To wit, one could see a system where a 2kw inverter generator, able to boost to 3.5kw by adding in the battery, could be enough for a typical RV, even with a decent sized AC. You might have to have a circuit that says “If the microwave or other big load is on, don’t start the compressor” but that would only be an issue if you wanted to microwave something for a long time on high. Note in a proper AC the compressor is not running all the time, so the AC would not be off — it would just not be doing on cycles during the microwave use.

There would probably be some 110v plugs in the RV which are marked “On under shore or generator power only” vs “always on,” or possibly switches to control if they are on the inverter or not, since there are loads you would want to make sure stay off if running only on battery. A little more complexity to the internal wiring, but a big saving on generator size and a better dry camping experience. It also means a more usable RV when plugging into a 15 amp external shore power line. In many RVs, plugging into 15 amps is not enough to start the AC, and certainly not enough to run the AC and another device. The power control system would want to know if it’s plugged into 15A, 20A or the normal 30A. And it would also want to notice if something is drawing too much battery power and shut it off before the battery gets too low.

Obviously as well, the 12 volt converter and battery charger must only run off true shore power or the generator, never off the inverter!

Already Exists

Have you ever heard of the Onan Hybrid Quiet Diesel.
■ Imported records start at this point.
use crate::braille::BrailleCanvas;
use crate::sizing::Rgb;

/// Draw a line using Bresenham's algorithm
pub fn draw_line(canvas: &mut BrailleCanvas, x0: i32, y0: i32, x1: i32, y1: i32) {
    let dx = (x1 - x0).abs();
    let dy = -(y1 - y0).abs();
    let sx = if x0 < x1 { 1 } else { -1 };
    let sy = if y0 < y1 { 1 } else { -1 };
    let mut err = dx + dy;

    let mut x = x0;
    let mut y = y0;

    loop {
        canvas.set_pixel_signed(x, y);

        if x == x1 && y == y1 {
            break;
        }

        let e2 = 2 * err;

        if e2 >= dy {
            if x == x1 {
                break;
            }
            err += dy;
            x += sx;
        }

        if e2 <= dx {
            if y == y1 {
                break;
            }
            err += dx;
            y += sy;
        }
    }
}

/// Draw a filled, tinted circle (markers and cluster badges)
pub fn draw_circle(canvas: &mut BrailleCanvas, cx: i32, cy: i32, radius: i32, tint: Rgb) {
    for dy in -radius..=radius {
        for dx in -radius..=radius {
            if dx * dx + dy * dy <= radius * radius {
                canvas.set_pixel_tinted(cx + dx, cy + dy, tint);
            }
        }
    }
}

/// Fill the pixel rectangle spanned by two corners, clipped to the canvas
pub fn fill_rect(canvas: &mut BrailleCanvas, x0: i32, y0: i32, x1: i32, y1: i32, tint: Rgb) {
    let max_x = (canvas.width() * 2) as i32 - 1;
    let max_y = (canvas.height() * 4) as i32 - 1;
    let (left, right) = (x0.min(x1).max(0), x0.max(x1).min(max_x));
    let (top, bottom) = (y0.min(y1).max(0), y0.max(y1).min(max_y));

    for y in top..=bottom {
        for x in left..=right {
            canvas.set_pixel_tinted(x, y, tint);
        }
    }
}

#[cfg(test)]
mod tests {
    use super::*;

    #[test]
    fn test_horizontal_line() {
        let mut canvas = BrailleCanvas::new(5, 1);
        draw_line(&mut canvas, 0, 0, 9, 0);
        assert_eq!(canvas.to_string(), "⠉⠉⠉⠉⠉");
    }

    #[test]
    fn test_vertical_line() {
        let mut canvas = BrailleCanvas::new(1, 2);
        draw_line(&mut canvas, 0, 0, 0, 7);
        assert_eq!(canvas.to_string(), "⡇\n⡇");
    }

    #[test]
    fn test_fill_rect_is_clipped() {
        let mut canvas = BrailleCanvas::new(2, 1);
        fill_rect(&mut canvas, -5, -5, 100, 100, (1, 1, 1));
        assert_eq!(canvas.to_string(), "⣿⣿");
        assert_eq!(canvas.tint(1, 0), Some((1, 1, 1)));
    }

    #[test]
    fn test_circle_tints_center() {
        let mut canvas = BrailleCanvas::new(4, 2);
        draw_circle(&mut canvas, 4, 4, 1, (9, 8, 7));
        assert_eq!(canvas.tint(2, 1), Some((9, 8, 7)));
    }
}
It does exactly what you are talking about. There's also some inverters that currently AC parallel already as well.

Excellent

Though I see the reason I did not find that puppy in my search is that its minimum size is 7500 watts, and it is intended for the mega-giant RVs with 3 air conditioners who worry that when all 3 start at once it might hurt the generator. With the rise of inverter generators, I am expecting to see them become the norm in RVs, and once you have an inverter generator (presuming it works internally in the 12v range) it is easy of course to have it be able to add the battery power to its strength.
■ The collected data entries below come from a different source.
use std::collections::HashMap;

/// Spatial hash grid for O(1) region queries
/// Divides the map into cells for fast neighbor lookups
pub struct SpatialGrid<T> {
    /// Grid cells indexed by (cell_x, cell_y)
    cells: HashMap<(i64, i64), Vec<usize>>,
    /// All items (indices into this vec stored in cells)
    items: Vec<T>,
    /// Cell size in degrees
    cell_size: f64,
}

impl<T> SpatialGrid<T> {
    /// Create a new spatial grid with given cell size in degrees
    pub fn new(cell_size: f64) -> Self {
        Self {
            cells: HashMap::new(),
            items: Vec::new(),
            cell_size: if cell_size > 0.0 { cell_size } else { f64::MIN_POSITIVE },
        }
    }

    /// Convert lon/lat to cell coordinates
    #[inline(always)]
    fn to_cell(&self, lon: f64, lat: f64) -> (i64, i64) {
        let x = (lon / self.cell_size).floor() as i64;
        let y = (lat / self.cell_size).floor() as i64;
        (x, y)
    }

    /// Insert an item at a geographic position, returning its index
    pub fn insert(&mut self, lon: f64, lat: f64, item: T) -> usize {
        let idx = self.items.len();
        self.items.push(item);

        let cell = self.to_cell(lon, lat);
        self.cells.entry(cell).or_default().push(idx);
        idx
    }

    /// Query items in a radius around a point (returns candidate indices,
    /// callers do the exact distance check)
    pub fn query_radius(&self, lon: f64, lat: f64, radius_degrees: f64) -> Vec<usize> {
        let center_cell = self.to_cell(lon, lat);

        // Calculate cell radius to check (round up), capped so huge radii
        // do not walk millions of empty cells
        let cell_radius = ((radius_degrees / self.cell_size).ceil() as i64).clamp(0, 64);

        let mut results = Vec::new();

        for dy in -cell_radius..=cell_radius {
            for dx in -cell_radius..=cell_radius {
                let cell = (center_cell.0 + dx, center_cell.1 + dy);

                if let Some(indices) = self.cells.get(&cell) {
                    results.extend_from_slice(indices);
                }
            }
        }

        results
    }

    /// Get item by index
    #[inline(always)]
    pub fn get(&self, idx: usize) -> Option<&T> {
        self.items.get(idx)
    }

    /// Number of items
    #[inline(always)]
    pub fn len(&self) -> usize {
        self.items.len()
    }

    /// Check if empty
    #[inline(always)]
    pub fn is_empty(&self) -> bool {
        self.items.is_empty()
    }
}

#[cfg(test)]
mod tests {
    use super::*;

    #[test]
    fn test_query_finds_neighbors() {
        let mut grid = SpatialGrid::new(0.01);
        let a = grid.insert(15.970, 45.810, "a");
        let b = grid.insert(15.975, 45.812, "b");
        let far = grid.insert(16.500, 45.810, "far");

        let found = grid.query_radius(15.971, 45.811, 0.01);
        assert!(found.contains(&a));
        assert!(found.contains(&b));
        assert!(!found.contains(&far));
        assert_eq!(grid.get(far), Some(&"far"));
        assert_eq!(grid.len(), 3);
    }

    #[test]
    fn test_zero_radius_checks_own_cell() {
        let mut grid = SpatialGrid::new(1.0);
        let idx = grid.insert(0.5, 0.5, ());
        assert_eq!(grid.query_radius(0.1, 0.9, 0.0), vec![idx]);
    }
}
Have you seen any sign of the main idea — using inverter boost on a regular generator or shore power, and the secondary idea — an AC controller that knows not to start an AC compressor cycle when the microwave is on, and/or shut down the compressor when the microwave starts? (The fridge should never be run on generator or battery power instead of propane, though it is OK to run it on shore power instead of propane if you have a 30a connection.)

I did not find a price for the Onan but it sure looks expensive. My goal is to make things cheaper. 2kw inverter generators can be had for under $1,000, though that’s with pull start and no fancy controls. I would be amazed if the Onan isn’t closer to the $10,000 side.

Use the battery to power AC startup surge in an RV

did you make any progress on this subject?